Examples
This page provides examples of using the thompson package to solve multi-armed bandit problems.
Thompson Sampling Example
In this example, we use Thompson Sampling to determine which advertisement performs best. We load a dataset containing 10,000 samples and 10 different ads, where each sample represents a user’s response (1 for click, 0 for no click).
# Import library
import thompson as th
# Load example data
df = th.import_example()
# Apply Thompson sampling
results = th.thompson(df)
# Plot results
fig = th.plot(results)
The plot shows: - The log rewards for each ad (left panel) - The selection pattern over time (right panel)

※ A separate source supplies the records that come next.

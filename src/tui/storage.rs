//! Start-up context storage for the review TUI.
//!
//! bubbletea-rs calls `Model::init()` as a static function, so the CLI
//! hands the drink identifier and gateway over through a `OnceLock` before
//! the program starts. Everything the view mutates lives on the model itself.

use std::fmt;
use std::sync::{Arc, OnceLock};

use crate::api::{DrinkId, DrinkReviewGateway};
use crate::telemetry::{NoopTelemetrySink, TelemetrySink};

/// Global storage for the start-up context.
///
/// This is set before the TUI program starts and read by
/// `DrinkReviewApp::init()`.
static REVIEW_CONTEXT: OnceLock<ReviewContext> = OnceLock::new();

/// Collaborators a mounted review view talks to.
#[derive(Clone)]
pub struct ReviewContext {
    drink_id: DrinkId,
    gateway: Arc<dyn DrinkReviewGateway>,
    telemetry: Arc<dyn TelemetrySink>,
}

impl ReviewContext {
    /// Creates a context that discards telemetry.
    #[must_use]
    pub fn new(drink_id: DrinkId, gateway: Arc<dyn DrinkReviewGateway>) -> Self {
        Self {
            drink_id,
            gateway,
            telemetry: Arc::new(NoopTelemetrySink),
        }
    }

    /// Replaces the telemetry sink.
    #[must_use]
    pub fn with_telemetry(mut self, telemetry: Arc<dyn TelemetrySink>) -> Self {
        self.telemetry = telemetry;
        self
    }

    /// Returns the drink under review.
    #[must_use]
    pub const fn drink_id(&self) -> &DrinkId {
        &self.drink_id
    }

    pub(crate) fn gateway(&self) -> Arc<dyn DrinkReviewGateway> {
        Arc::clone(&self.gateway)
    }

    pub(crate) fn telemetry(&self) -> Arc<dyn TelemetrySink> {
        Arc::clone(&self.telemetry)
    }
}

impl fmt::Debug for ReviewContext {
    fn fmt(&self, f: &mut fmt::Formatter<'_>) -> fmt::Result {
        f.debug_struct("ReviewContext")
            .field("drink_id", &self.drink_id)
            .finish_non_exhaustive()
    }
}

/// Sets the start-up context for the TUI application.
///
/// This must be called before starting the bubbletea-rs program.
///
/// # Returns
///
/// `true` if the context was set, `false` if it was already set.
pub fn set_review_context(context: ReviewContext) -> bool {
    REVIEW_CONTEXT.set(context).is_ok()
}

/// Gets a clone of the start-up context, if one was set.
pub(crate) fn review_context() -> Option<ReviewContext> {
    REVIEW_CONTEXT.get().cloned()
}
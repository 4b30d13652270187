//! Summary mode: load one drink and print it without starting the TUI.

use std::io::{self, Write};
use std::time::Instant;

use drink_reviews::telemetry::TelemetryEvent;
use drink_reviews::{DrinkBundle, DrinkReviewGateway, DrinkReviewsConfig, ReviewError};

use super::{build_gateway, telemetry_sink};

/// Loads the configured drink and writes its summary to stdout.
///
/// # Errors
///
/// Returns an error if the drink identifier is missing, the gateway cannot
/// be built, the API call fails, or stdout cannot be written.
pub async fn run(config: &DrinkReviewsConfig) -> Result<(), ReviewError> {
    let drink_id = config.require_drink_id()?;
    let gateway = build_gateway(config)?;
    let telemetry = telemetry_sink(config);

    let started = Instant::now();
    let result = gateway.drink_bundle(&drink_id).await;
    telemetry.record(TelemetryEvent::RequestCompleted {
        operation: "load_drink".to_owned(),
        latency_ms: u64::try_from(started.elapsed().as_millis()).unwrap_or(u64::MAX),
        success: result.is_ok(),
    });

    write_summary(&result?)
}

fn write_summary(bundle: &DrinkBundle) -> Result<(), ReviewError> {
    let mut stdout = io::stdout().lock();
    let message = format_summary(bundle);

    writeln!(stdout, "{message}").map_err(|error| ReviewError::Io {
        message: error.to_string(),
    })
}

fn format_summary(bundle: &DrinkBundle) -> String {
    let drink = &bundle.drink;
    let name = drink.name.as_deref().unwrap_or("unnamed drink");
    let category = drink.category.as_deref().unwrap_or("uncategorised");
    let glass = drink.glass.as_deref().unwrap_or("no glass listed");
    let ingredients = if drink.ingredients.is_empty() {
        "none listed".to_owned()
    } else {
        drink.ingredients.join(", ")
    };

    format!(
        "{name} ({category}, {glass})\nIngredients: {ingredients}\nAverage Rating: {}\nComments: {}",
        bundle.average_rating,
        bundle.comments.len()
    )
}
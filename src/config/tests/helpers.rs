//! Shared test helpers for configuration tests.

use ortho_config::MergeComposer;
use serde_json::Value;

use crate::DrinkReviewsConfig;

/// Applies a configuration layer to the composer based on the layer type.
pub fn apply_layer(composer: &mut MergeComposer, layer_type: &str, value: Value) {
    match layer_type {
        "defaults" => composer.push_defaults(value),
        "file" => composer.push_file(value, None),
        "environment" => composer.push_environment(value),
        "cli" => composer.push_cli(value),
        _ => panic!("unknown layer type: {layer_type}"),
    }
}

/// Composes a [`DrinkReviewsConfig`] from a sequence of `(layer_type, value)`
/// pairs.
pub fn build_config_from_layers(layers: &[(&str, Value)]) -> DrinkReviewsConfig {
    let mut composer = MergeComposer::new();

    for (layer_type, value) in layers {
        apply_layer(&mut composer, layer_type, value.clone());
    }

    DrinkReviewsConfig::merge_from_layers(composer.layers()).expect("merge should succeed")
}
//! Unit tests for configuration loading and precedence.
//!
//! - `helpers`: Shared test utilities
//! - `precedence`: Layer precedence tests
//! - `operation_mode`: Operation mode determination tests
//! - `field_resolution`: Drink id, base URL, and timeout resolution tests

mod helpers;
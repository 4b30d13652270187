//! UI components for the drink review TUI.
//!
//! Each component is a stateless renderer over a borrowed view context,
//! following the bubbletea-rs Model-View pattern.

mod comment_list;
mod drink_summary;
mod star_rating;
pub(crate) mod text_truncate;

pub use comment_list::{CommentListComponent, CommentListViewContext};
pub use drink_summary::{DrinkSummaryComponent, DrinkSummaryViewContext};
pub use star_rating::{StarRatingComponent, StarRatingViewContext};
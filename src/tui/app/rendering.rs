//! Rendering logic for the review TUI application.
//!
//! This module contains the view rendering methods that produce string output
//! for display in the terminal. These are pure query methods that read state
//! without modification.

use super::DrinkReviewApp;
use crate::tui::components::{
    CommentListComponent, CommentListViewContext, DrinkSummaryComponent, DrinkSummaryViewContext,
    StarRatingComponent, StarRatingViewContext,
};
use crate::tui::input::InputContext;

const NEW_COMMENT_PLACEHOLDER: &str = "Add a comment...";

impl DrinkReviewApp {
    /// Renders the frame body for the current state.
    ///
    /// Loading, error and populated views are mutually exclusive. Loading
    /// takes precedence; after that, once an error is set nothing but the
    /// error text and its status line is shown.
    pub(super) fn render_body(&self) -> String {
        if self.loading {
            return "Loading...\n".to_owned();
        }
        if let Some(error) = &self.error {
            return format!("{error}\n\n{}", self.render_status_bar());
        }

        let mut output = String::new();
        output.push_str(&self.render_header());
        output.push('\n');
        output.push_str(&self.render_drink());
        output.push('\n');
        output.push_str(&format!("Average Rating: {}\n", self.average_rating));
        output.push_str(&StarRatingComponent::view(&StarRatingViewContext {
            selected: self.selected_rating,
            average: self.average_rating,
        }));
        output.push('\n');
        output.push_str(&format!("Comments ({})\n", self.comments.len()));
        output.push_str(&CommentListComponent::view(&CommentListViewContext {
            comments: &self.comments,
            cursor_position: self.cursor,
            show_cursor: self.input_context() == InputContext::Browse,
            edit: self.edit.as_ref(),
            max_width: self.content_width(),
        }));
        output.push('\n');
        output.push_str(&self.render_comment_form());
        output.push_str(&self.render_status_bar());
        output
    }

    /// Renders the header bar.
    pub(super) fn render_header(&self) -> String {
        let title = "Drink Reviews";
        self.context.as_ref().map_or_else(
            || format!("{title}\n"),
            |context| format!("{title} - drink {}\n", context.drink_id()),
        )
    }

    fn render_drink(&self) -> String {
        self.drink.as_ref().map_or_else(String::new, |drink| {
            DrinkSummaryComponent::view(&DrinkSummaryViewContext {
                drink,
                max_width: self.content_width(),
            })
        })
    }

    /// Renders the new-comment input, showing the placeholder when empty.
    fn render_comment_form(&self) -> String {
        let text = self.new_comment.text();
        let cursor = if self.composing { "_" } else { "" };
        if text.is_empty() && !self.composing {
            return format!("[ {NEW_COMMENT_PLACEHOLDER} ]\n");
        }
        format!("[ {text}{cursor} ]\n")
    }

    /// Renders the status bar with help hints.
    pub(super) fn render_status_bar(&self) -> String {
        let hints = match self.input_context() {
            InputContext::Status => "r:reload  ?:help  q:quit",
            InputContext::Browse => {
                "j/k:move  c:comment  e:edit  d:delete  1-5:rate  s:submit rating  ?:help  q:quit"
            }
            InputContext::Composing => "Enter:post comment  Esc:done",
            InputContext::Editing => "Enter:save  Esc:cancel",
        };
        format!("{hints}\n")
    }

    /// Renders the help overlay.
    pub(super) fn render_help_overlay() -> String {
        let help_text = r"
=== Keyboard Shortcuts ===

Comments:
  j, Down    Move cursor down
  k, Up      Move cursor up
  c, a       Write a new comment
  Enter      Post the new comment / save an edit
  Esc        Leave the comment form / cancel an edit
  e          Edit selected comment
  d, Del     Delete selected comment

Rating:
  1-5        Select a star rating
  0          Clear the selection
  s          Submit the selected rating

Other:
  r          Reload the drink (after an error)
  R          Reload the drink
  ?          Toggle this help
  q          Quit

Press any key to close this help.
";
        help_text.to_owned()
    }

    fn content_width(&self) -> usize {
        usize::from(self.width).max(1)
    }
}
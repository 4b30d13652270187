//! Terminal User Interface for reviewing a single drink.
//!
//! This module provides an interactive TUI for reading a drink's details,
//! managing its comments, and rating it, using the bubbletea-rs framework.
//!
//! # Architecture
//!
//! The TUI follows the Model-View-Update (MVU) pattern:
//!
//! - **Model**: Application state in [`app::DrinkReviewApp`]
//! - **View**: Rendering logic in each component's `view()` method
//! - **Update**: Message-driven state transitions in `update()`
//!
//! # Modules
//!
//! - [`app`]: Main application model and entry point
//! - [`messages`]: Message types for the update loop
//! - [`state`]: Text buffers for the comment form and edits
//! - [`components`]: Reusable UI components
//! - [`input`]: Key-to-message mapping for input handling
//! - [`storage`]: Start-up context handed to `init()`
//!
//! # Start-up Context
//!
//! Because bubbletea-rs's `Model` trait requires `init()` to be a static
//! function, the drink identifier and gateway are stored at module level.
//! Call [`set_review_context`] before starting the program, and
//! `DrinkReviewApp::init()` will pick it up and start loading the drink.

pub mod app;
pub mod components;
pub mod input;
pub mod messages;
pub mod state;
pub mod storage;

pub use app::DrinkReviewApp;
pub use storage::{ReviewContext, set_review_context};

Upper Confidence Bound (UCB) Example
In this example, we use the UCB algorithm to solve the same advertisement optimization problem. The UCB algorithm balances exploration and exploitation using confidence bounds.
# Import library
import thompson as th
# Load example data
df = th.import_example()
# Apply UCB algorithm
results = th.UCB(df)
# Plot results
fig = th.plot(results)
The plot shows: - The log number of selections and rewards for each ad (left panel) - The selection pattern over time (right panel)
Randomized Sampling Example
In this example, we use randomized sampling as a baseline for comparison. This method randomly selects ads without considering their past performance.
# Import library
import thompson as th
# Load example data
df = th.import_example()
# Apply randomized sampling
results = th.UCB_random(df)
# Plot results
fig = th.plot(results)
The plot shows: - The distribution of selections across ads (left panel) - The random selection pattern over time (right panel)
Comparing Methods
To compare the performance of different methods, you can run all three algorithms and compare their total rewards:
# Import library
import thompson as th
# Load example data
df = th.import_example()
# Run all methods
results_ts = th.thompson(df)
results_ucb = th.UCB(df)
results_rand = th.UCB_random(df)
# Compare total rewards
print(f"Thompson Sampling total reward: {results_ts['total_reward']}")
print(f"UCB total reward: {results_ucb['total_reward']}")
print(f"Randomized total reward: {results_rand['total_reward']}")
This comparison helps understand the relative performance of each method in terms of total rewards obtained.